C'est sous ses longs cils que tout se passent, tout l'amour dans ses 
yeux brillant de détermination. Tu vas y passer maintenant. 
Elle n'a rien défaits, c'est toi qui fait tout, toi qui introduis cette 
longue danse qui se rythme seulement à deux. Elle suit et elle est 
douée pour ne pas s'emmeller les pieds en cours de route. 
On ferme les yeux, car dans cette pièce il fait presque jour pour nous, 
malgré la lumière tamisée. Les yeux n'ont plus besoin de voir, 
c'est notre coeur qui voit et nos corps qui se regardent. Les sens 
perdent leur sens lors des histoires inconsciente. Ils changent 
de rôle, n'en forment plus qu'un seul. Tout droit relié à nos désirs. 

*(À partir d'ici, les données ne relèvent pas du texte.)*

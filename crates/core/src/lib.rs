//! # Movie Recs Core
//!
//! Shared kernel for the movie recommendation platform.
//!
//! This crate provides the building blocks used by the recommendation
//! engines: domain models and the read-only movie catalog, the error
//! taxonomy, configuration loading, vector math, and logging setup.
//!
//! ## Modules
//!
//! - `models`: Movie, credits, and tag records plus the `MovieCatalog`
//! - `error`: Error types and handling
//! - `config`: Configuration loading and validation
//! - `math`: Mathematical utilities for vector operations
//! - `telemetry`: Structured logging initialization
//! - `recommender`: The shared recommendation call contract

pub mod config;
pub mod error;
pub mod math;
pub mod models;
pub mod recommender;
pub mod telemetry;

// Re-export commonly used types
pub use config::{load_dotenv, ConfigLoader, ContentConfig};
pub use error::{RecsError, Result};
pub use math::{cosine_similarity, dot_product, normalize_vector, sparse_dot};
pub use models::{CreditsRecord, MovieCatalog, MovieRecord, TagRecord};
pub use recommender::Recommender;
pub use telemetry::init_logging;
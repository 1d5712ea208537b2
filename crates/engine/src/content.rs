//! Content-based recommendation facade
//!
//! The single entry point the UI layer calls: three favorite titles in,
//! up to `top_n` ranked titles out. Owns the build-once, read-many model
//! cache; the vector space is expensive to build, so it is constructed
//! on first use and shared immutably by every subsequent request.

use crate::document::{compose_documents, DocumentRow};
use crate::similarity::SimilarityRanker;
use crate::vectorize::{TfidfMatrix, TfidfVectorizer};
use movie_recs_core::{
    ConfigLoader, ContentConfig, MovieCatalog, Recommender, RecsError, Result,
};
use std::sync::{Arc, RwLock};
use std::time::Instant;
use tracing::info;

const NUM_FAVORITES: usize = 3;

/// The derived model for one catalog + configuration: the working
/// subset's document rows and their TF-IDF vector space. Immutable once
/// built.
#[derive(Debug)]
pub struct ContentModel {
    entries: Vec<DocumentRow>,
    matrix: TfidfMatrix,
}

impl ContentModel {
    pub fn build(catalog: &MovieCatalog, config: &ContentConfig) -> Self {
        let started = Instant::now();
        let entries = compose_documents(catalog, config);

        let texts: Vec<String> = entries.iter().map(|e| e.document.clone()).collect();
        let matrix = TfidfVectorizer::new().fit_transform(&texts);

        info!(
            movies = entries.len(),
            vocabulary = matrix.vocabulary().len(),
            elapsed_ms = started.elapsed().as_millis() as u64,
            "built content model"
        );

        Self { entries, matrix }
    }

    pub fn entries(&self) -> &[DocumentRow] {
        &self.entries
    }

    pub fn matrix(&self) -> &TfidfMatrix {
        &self.matrix
    }
}

/// Content-based recommendation engine.
pub struct ContentBasedEngine {
    catalog: Arc<MovieCatalog>,
    config: ContentConfig,
    model: RwLock<Option<Arc<ContentModel>>>,
}

impl ContentBasedEngine {
    pub fn new(catalog: Arc<MovieCatalog>, config: ContentConfig) -> Result<Self> {
        config.validate()?;
        Ok(Self {
            catalog,
            config,
            model: RwLock::new(None),
        })
    }

    /// Engine over the given catalog with default configuration.
    pub fn with_default_config(catalog: Arc<MovieCatalog>) -> Self {
        Self {
            catalog,
            config: ContentConfig::default(),
            model: RwLock::new(None),
        }
    }

    pub fn config(&self) -> &ContentConfig {
        &self.config
    }

    /// Get the cached model, building it on first use.
    ///
    /// Readers share the built model through an `Arc`; a rebuild swaps
    /// the slot atomically under the write lock, so in-flight requests
    /// see either the fully-old or fully-new model, never a partial one.
    pub fn model(&self) -> Arc<ContentModel> {
        if let Some(model) = self
            .model
            .read()
            .unwrap_or_else(|e| e.into_inner())
            .as_ref()
        {
            return Arc::clone(model);
        }

        let mut slot = self.model.write().unwrap_or_else(|e| e.into_inner());
        // Another request may have built the model while we waited.
        if let Some(model) = slot.as_ref() {
            return Arc::clone(model);
        }

        let model = Arc::new(ContentModel::build(&self.catalog, &self.config));
        *slot = Some(Arc::clone(&model));
        model
    }

    /// Drop the cached model so the next request rebuilds it. Needed
    /// only when the engine is re-pointed at changed source data.
    pub fn invalidate(&self) {
        let mut slot = self.model.write().unwrap_or_else(|e| e.into_inner());
        *slot = None;
    }
}

impl Recommender for ContentBasedEngine {
    fn recommend(&self, favorites: &[String], top_n: usize) -> Result<Vec<String>> {
        if favorites.len() != NUM_FAVORITES {
            return Err(RecsError::invalid_request(format!(
                "expected {NUM_FAVORITES} favorite titles, got {}",
                favorites.len()
            )));
        }
        if top_n == 0 {
            return Err(RecsError::invalid_request("top_n must be positive"));
        }

        let model = self.model();
        let ranker = SimilarityRanker::new(model.entries(), model.matrix());
        let ranked = ranker.rank(favorites, top_n)?;

        Ok(ranked.into_iter().map(|r| r.title).collect())
    }
}
//! Shared recommendation call contract
//!
//! Both recommendation strategies — the content-based engine in this
//! workspace and the external collaborative-filtering peer — expose the
//! same surface: three favorite titles in, up to `top_n` ranked titles
//! out. The UI layer selects a strategy through this trait and renders
//! typed failures per kind.

use crate::error::Result;

/// A recommendation strategy.
pub trait Recommender {
    /// Recommend up to `top_n` movie titles given exactly three favorite
    /// titles, ordered by descending relevance.
    ///
    /// # Errors
    ///
    /// - `TitleNotFound` when a favorite does not resolve in the working
    ///   subset
    /// - `InsufficientCandidates` when no eligible candidates remain
    /// - `InvalidRequest` when the favorites list is not exactly three
    ///   titles or `top_n` is zero
    fn recommend(&self, favorites: &[String], top_n: usize) -> Result<Vec<String>>;
}
//! Structured logging initialization
//!
//! One bootstrap for library consumers and test binaries. Log level is
//! controlled through `RUST_LOG`; defaults to `info` when unset.

use tracing_subscriber::EnvFilter;

/// Initialize the global tracing subscriber.
///
/// Safe to call more than once: subsequent calls are no-ops, which keeps
/// parallel test binaries from fighting over the global subscriber.
pub fn init_logging() {
    let filter = EnvFilter::try_from_default_env().unwrap_or_else(|_| EnvFilter::new("info"));

    tracing_subscriber::fmt()
        .with_env_filter(filter)
        .with_target(true)
        .try_init()
        .ok();
}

Une sorte de télépathie. Nos yeux s'ouvrent pleins d'eau seulement 
pour se regarder, pour se comprendre. Ils en disent beaucoup, 
beaucoup de "je sais pas ce qui se passe, j'aimerai y réfléchir mais
 j'peux pas là, le plus important c'est toi, pour le moment". Oui. 
Le cerveau est mort. Il comprend pas pourquoi les autres organes 
ne lui obéissent pas. On s'en fout après tout. L'heure n'est pas aux 
regrets, il est aux betises. Et quand l'heure est passée, t'as droit 
au jugement dernier. Celui qui te fera croire et qui te fera promettre 
que, la prochaine fois, tu ne brulera point.